> _Problem to work on_:
Lines in the listing below that include the word "requires" need to be copied.

<<<<

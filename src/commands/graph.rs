//! `showstage graph`: show the setup stages and their dependencies

use anyhow::{Context, Result};
use serde::Serialize;
use std::path::Path;

use crate::config::OutputFormat;
use crate::evaluator::EvaluationResult;
use crate::graph::StageGraph;
use crate::models::Status;
use crate::show::{setup_graph, ShowState};

use super::display::graph_listing;
use super::evaluate_snapshot;

/// Serializable view of one stage definition
#[derive(Debug, Serialize)]
struct StageEntry<'a> {
    id: &'a str,
    title: Option<&'a str>,
    requires: &'a [String],
    suggests: &'a [String],
    #[serde(skip_serializing_if = "Option::is_none")]
    status: Option<Status>,
}

pub fn execute(state_path: Option<&Path>, format: OutputFormat) -> Result<()> {
    print!("{}", render(state_path, format)?);
    Ok(())
}

/// Render the stage graph, annotated with statuses when a snapshot is given.
pub fn render(state_path: Option<&Path>, format: OutputFormat) -> Result<String> {
    let (graph, result) = match state_path {
        Some(path) => {
            let (graph, result) = evaluate_snapshot(path)?;
            (graph, Some(result))
        }
        None => (
            setup_graph().context("Invalid show setup stage table")?,
            None,
        ),
    };

    let output = match format {
        OutputFormat::Table => graph_listing(&graph, result.as_ref()),
        OutputFormat::Json => {
            let entries = entries(&graph, result.as_ref());
            format!("{}\n", serde_json::to_string_pretty(&entries)?)
        }
        OutputFormat::Yaml => serde_yaml::to_string(&entries(&graph, result.as_ref()))?,
    };

    Ok(output)
}

fn entries<'a>(
    graph: &'a StageGraph<ShowState>,
    result: Option<&EvaluationResult>,
) -> Vec<StageEntry<'a>> {
    graph
        .stages()
        .map(|stage| StageEntry {
            id: stage.id(),
            title: stage.description(),
            requires: stage.required(),
            suggests: stage.suggested(),
            status: result.and_then(|r| r.get(stage.id())),
        })
        .collect()
}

>>>>

> _Response to the exercise_:
    requires: &'a [String],
            requires: stage.required(),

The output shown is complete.